False equivalency

There are many definitions of false equivalence floating around but the one I believe captures my understanding the best is this, from here:

[W]hen when someone falsely equates an act or idea of one as being equally egregious to that of another without also considering the underlying differences which may make the comparison  invalid or unfair.

There have been a number of stories over the last few years pointing out the media’s embrace of this. “Both sides do it” when clearly, both sides don’t. “There are two sides to every story,” when, in fact, sometimes there is only one side.

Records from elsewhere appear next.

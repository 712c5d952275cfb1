//! The three end-to-end workflows. Each owns one browser session and closes it
//! on every exit path.

use serde::Serialize;
use tracing::{error, info};

use crate::auth::login;
use crate::config::Config;
use crate::diagnostics::Diagnostics;
use crate::errors::{AutomationError, AutomationResult};
use crate::extract::BarcodeExtractor;
use crate::grid::{GridScraper, ScrapeEnd, WmsGrid, open_pickup_view};
use crate::progress::{Progress, Stage};
use crate::reconcile::{Reconciler, Reconciliation};
use crate::scan::{BatchScanner, StorePortal, enter_section};
use crate::session::Session;
use crate::tasks::{LabelBoard, TaskWatcher, open_other_users};
use crate::types::{Credentials, ScanTally, TaskId};

/// Result of the WMS scrape
#[derive(Debug, Clone, Serialize)]
pub struct WmsReport {
    pub pages: usize,
    pub skipped_rows: usize,
    pub ended_by: ScrapeEnd,
    #[serde(flatten)]
    pub reconciliation: Reconciliation,
}

/// Result of the label workflow
#[derive(Debug, Clone, Serialize)]
pub struct LabelReport {
    pub task_id: TaskId,
    pub high_water_mark: TaskId,
    pub submitted: usize,
    /// Deduplicated and sorted
    pub barcodes: Vec<String>,
    pub matched_pattern: Option<String>,
}

async fn start(config: &Config, progress: &Progress) -> AutomationResult<Session> {
    progress.say("Starting browser");
    Session::open(&config.session, &config.timeouts).await
}

/// Capture diagnostics for fatal errors, then always close the session
async fn finish<T>(
    session: Session,
    config: &Config,
    stage: Stage,
    result: AutomationResult<T>,
) -> AutomationResult<T> {
    if let Err(e) = &result {
        error!(stage = %stage, "Workflow failed: {}", e);
        if e.is_fatal() {
            Diagnostics::new(config.diagnostics_dir())
                .capture(&session, stage)
                .await;
        }
    }
    session.close().await;
    result
}

/// Log in to the WMS, scrape the picking-complete grid and build both report views
pub async fn run_wms_scrape(
    config: &Config,
    credentials: &Credentials,
    progress: &Progress,
) -> AutomationResult<WmsReport> {
    let session = start(config, progress).await?;
    let result = wms_steps(&session, config, credentials, progress).await;
    finish(session, config, Stage::Wms, result).await
}

async fn wms_steps(
    session: &Session,
    config: &Config,
    credentials: &Credentials,
    progress: &Progress,
) -> AutomationResult<WmsReport> {
    progress.say("Logging in to WMS");
    login(session, &config.wms.login, credentials).await?;

    progress.say("Opening picking-complete orders");
    open_pickup_view(session, &config.wms).await?;

    let grid = WmsGrid::new(session, &config.wms.grid);
    let outcome = GridScraper::new(&config.timeouts)
        .scrape(&grid, progress)
        .await?;
    progress.say(format!(
        "Scraped {} records from {} page(s)",
        outcome.records.len(),
        outcome.pages
    ));

    let reconciliation = Reconciler::new(&config.report).reconcile(&outcome.records);
    Ok(WmsReport {
        pages: outcome.pages,
        skipped_rows: outcome.skipped_rows,
        ended_by: outcome.ended_by,
        reconciliation,
    })
}

/// Submit codes to the label portal and pull barcodes out of the printed job
pub async fn run_label_barcodes(
    config: &Config,
    credentials: &Credentials,
    codes: &[String],
    progress: &Progress,
) -> AutomationResult<LabelReport> {
    if codes.is_empty() {
        return Err(anyhow::anyhow!("No tracking codes to submit").into());
    }
    let extractor = BarcodeExtractor::new(config.label.barcode_patterns.as_slice())?;

    let session = start(config, progress).await?;
    let result = label_steps(&session, config, credentials, codes, &extractor, progress).await;
    finish(session, config, Stage::Labels, result).await
}

async fn label_steps(
    session: &Session,
    config: &Config,
    credentials: &Credentials,
    codes: &[String],
    extractor: &BarcodeExtractor,
    progress: &Progress,
) -> AutomationResult<LabelReport> {
    progress.say("Logging in to label portal");
    login(session, &config.label.login, credentials).await?;
    open_other_users(session, &config.label).await?;

    let board = LabelBoard::new(session, &config.label);
    let artifact = TaskWatcher::new(&config.timeouts, config.label.max_scroll_passes)
        .submit_and_await(&board, codes, progress)
        .await?;

    progress.say("Reading barcodes from label document");
    let extraction = extractor.extract_identifiers(&artifact.pdf)?;
    if extraction.is_empty() {
        progress.say("No barcodes found in the document");
        Diagnostics::new(config.diagnostics_dir()).dump_text(
            Stage::Labels,
            "pdf",
            &extraction.text,
        );
    } else {
        progress.say(format!("Found {} barcode(s)", extraction.barcodes.len()));
    }

    Ok(LabelReport {
        task_id: artifact.task_id,
        high_water_mark: artifact.high_water_mark,
        submitted: codes.len(),
        barcodes: extraction.barcodes,
        matched_pattern: extraction.matched_pattern,
    })
}

/// Check barcodes in one at a time on the store portal
pub async fn run_store_scan(
    config: &Config,
    credentials: &Credentials,
    phone: &str,
    barcodes: &[String],
    progress: &Progress,
) -> AutomationResult<ScanTally> {
    if phone.trim().is_empty() {
        return Err(AutomationError::Other(anyhow::anyhow!(
            "A phone number is required for store scanning"
        )));
    }
    if barcodes.is_empty() {
        info!("No barcodes to scan");
        return Ok(ScanTally::default());
    }

    let session = start(config, progress).await?;
    let result = store_steps(&session, config, credentials, phone.trim(), barcodes, progress).await;
    finish(session, config, Stage::StoreScan, result).await
}

async fn store_steps(
    session: &Session,
    config: &Config,
    credentials: &Credentials,
    phone: &str,
    barcodes: &[String],
    progress: &Progress,
) -> AutomationResult<ScanTally> {
    progress.say("Logging in to store portal");
    login(session, &config.store.login, credentials).await?;

    progress.say("Opening C2C quick receive");
    enter_section(session, &config.store).await?;

    progress.say("Confirming phone number");
    let portal = StorePortal::open(session, &config.store, phone).await?;

    let tally = BatchScanner::new(&config.timeouts)
        .scan_batch(&portal, barcodes, progress)
        .await;
    progress.say(format!(
        "Scanned {}/{} successfully",
        tally.success, tally.total
    ));
    Ok(tally)
}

It was this notion of false equivalency that came to mind when I read this story in Sunday’s Virginian-Pilot about the candidates in the 6th Senate district, incumbent Senator Ralph Northam and challenger Ben Loyola.

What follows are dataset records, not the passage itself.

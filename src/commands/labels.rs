use anyhow::Result;
use tracing::info;

use crate::commands::utils;
use shipflow::config::Config;
use shipflow::progress::Stage;
use shipflow::types::{Credentials, OutputFormat};
use shipflow::workflows::run_label_barcodes;

pub async fn handle_labels(
    config: &Config,
    username: String,
    password: String,
    codes: Vec<String>,
    format: OutputFormat,
) -> Result<()> {
    let codes = utils::read_items(&codes)?;
    info!("Submitting {} code(s) to the label portal", codes.len());
    let credentials = Credentials::new(username, password);

    let (progress, printer) = utils::progress_printer(Stage::Labels);
    let result = run_label_barcodes(config, &credentials, &codes, &progress).await;
    utils::finish_progress(progress, printer).await;
    let report = result?;

    match format {
        OutputFormat::Json => {
            println!("{}", serde_json::to_string_pretty(&report)?);
        }
        OutputFormat::Simple => {
            if report.barcodes.is_empty() {
                eprintln!("Task #{} produced no barcodes", report.task_id);
            }
            for barcode in &report.barcodes {
                println!("{}", barcode);
            }
        }
    }
    Ok(())
}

When it comes to their businesses, though, both men receive public money.

Yes, they do. But it is a big difference between nearly $30 million in government contracts since 2000, which is what Loyola’s firm has received, and $780,000 in Medicaid reimbursement payments over the same period, which is what Northam has received.

False equivalence.

We don’t know how much profit Loyola’s firm has made as the result of those contracts – the story doesn’t say – but we know that there has to be some; otherwise, Loyola’s firm would be bankrupt. On the other hand, we do know that Medicaid reimbursements are not sufficient to cover the cost of providing care; otherwise, there wouldn’t be a shortage of medical professionals unwilling to accept Medicaid patients.

False equivalence.

According to the story, Loyola has received at least $19 million in contracts for which he did not have to compete. The Daily Press reminds us that he has also signed a “no tax” pledge.

Hypocrisy, thy name is Loyola.

I’ll grant you: the data that is presented provides the reader the information to discern that these two circumstances are not equivalent. But that assumes that they read more than just the headline. Therein lies the problem: in this busy world of ours, scanning the headline and just the first couple of paragraphs would lead one to conclude that they are the same.

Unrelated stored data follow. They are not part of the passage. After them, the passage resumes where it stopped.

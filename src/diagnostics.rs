//! Best-effort evidence capture when a workflow fails.

use anyhow::{Context, Result};
use chrono::{DateTime, Local};
use std::fs;
use std::path::{Path, PathBuf};
use tracing::{info, warn};

use crate::progress::Stage;
use crate::session::Session;

/// Writes screenshots, markup and text dumps into one directory
#[derive(Debug, Clone)]
pub struct Diagnostics {
    dir: PathBuf,
}

impl Diagnostics {
    pub fn new(dir: impl Into<PathBuf>) -> Self {
        Self { dir: dir.into() }
    }

    pub fn dir(&self) -> &Path {
        &self.dir
    }

    /// `<stage>-<YYYYmmdd-HHMMSS>`
    pub fn file_stem(stage: Stage, at: DateTime<Local>) -> String {
        format!("{}-{}", stage, at.format("%Y%m%d-%H%M%S"))
    }

    fn write(&self, name: &str, contents: &[u8]) -> Result<PathBuf> {
        fs::create_dir_all(&self.dir)
            .context(format!("Failed to create {}", self.dir.display()))?;
        let path = self.dir.join(name);
        fs::write(&path, contents).context(format!("Failed to write {}", path.display()))?;
        Ok(path)
    }

    /// Save a screenshot and the page markup. Failures are logged, never raised.
    pub async fn capture(&self, session: &Session, stage: Stage) -> Vec<PathBuf> {
        let stem = Self::file_stem(stage, Local::now());
        let mut written = Vec::new();

        match session.screenshot().await {
            Ok(png) => match self.write(&format!("{}.png", stem), &png) {
                Ok(path) => written.push(path),
                Err(e) => warn!("{:#}", e),
            },
            Err(e) => warn!("Screenshot failed: {}", e),
        }

        match session.page_source().await {
            Ok(html) => match self.write(&format!("{}.html", stem), html.as_bytes()) {
                Ok(path) => written.push(path),
                Err(e) => warn!("{:#}", e),
            },
            Err(e) => warn!("Page source unavailable: {}", e),
        }

        for path in &written {
            info!("Saved diagnostic {}", path.display());
        }
        written
    }

    /// Save extracted document text for pattern tuning
    pub fn dump_text(&self, stage: Stage, label: &str, text: &str) -> Option<PathBuf> {
        let name = format!("{}-{}.txt", Self::file_stem(stage, Local::now()), label);
        match self.write(&name, text.as_bytes()) {
            Ok(path) => {
                info!("Saved {} text to {}", label, path.display());
                Some(path)
            }
            Err(e) => {
                warn!("{:#}", e);
                None
            }
        }
    }
}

The casual reader is, therefore, left with an impression that confirms what s/he already believes: that all politicians are scum.

If I want to read that, I’ll hang out on the blogs more. Personally, I hold newspapers to a higher standard.

If I didn’t know that the Pilot makes choices all the time to present – or not present – a story, particularly one that could be viewed as negative, about one person or candidate,  I’d be a little more lenient on this. But I know better.

False equivalencies don’t belong in my newspaper.


5 thoughts on “False equivalency

  1. This is incredibly well-expressed, and you have gone to the heart of the matter. False equivalencies evaporate in the face of the facts, which you have revealed. Unfortunately, most of us are too busy to dig for the facts. Well done, Vivian.

  2. Vivian,

    It looks like you are upset that a reporter at The Pilot actualy tried to be objective…instead of biased toward Democrats as it usuallly is. For a change, I am supporting the The Pilot. I don’t see the “False Equivalency”.

    Public money is Public Money anyway you look at it, whether it’s defense or entitlements. Most of us know that Ralph Northam’s income is probably 6 figures based on what he does for a living. Ok, does that mean he is not accepting enough Medicaid patients on only $780,000 in Medicaid payments? Based on the normal charges for his kind of work, I can tell you it’s low. It’s a drop in the bucket. FYI–I work for Amerigroup, and I know Medicaid, and I see the claims every day. Does this mean he is turning away Medicaid patients?

    You are talking about contracts for minorities….Ben is Hispanic. So…now you want to say there is something wrong with the system of non-compete contracts because it’s Ben Loyola is following your Democratic system of set asides for minorities? Let’s check out all of the businesses of Democrats here in Norfolk or other area in Hampton Roads that take advantage of the Federal contract set asides mandated by “affirmative action”. Sorry, this hypocrasy argument does not wash.

    More discussion I am sure…..


  3. The more I think about it, the more I realize that it’s not the politicians or Wall Street we need to be blaming for our problems, it’s the media. The Pilot pulls this kind of stuff all the time, as far as I’m concerned, and I know I’m not alone in this, the Pilot has completely abdicated its civic duty as a media outlet. This was pretty much the first real article Julian wrote on the race and it didn’t really even get into any specifics on policy. There should have been an article per week, minimum, about where Northam and Loyola stand on the issues, but obviously the Pilot and Julian Walker don’t think educating their readership is a priority. Whoever runs that paper’s political operation ought to be fired, along with Julian and their entire political reporting staff. I hear a lot of people talk about the need for a third party or more competition between the existing two, but really, all we need is a legitimate newspaper to do its job.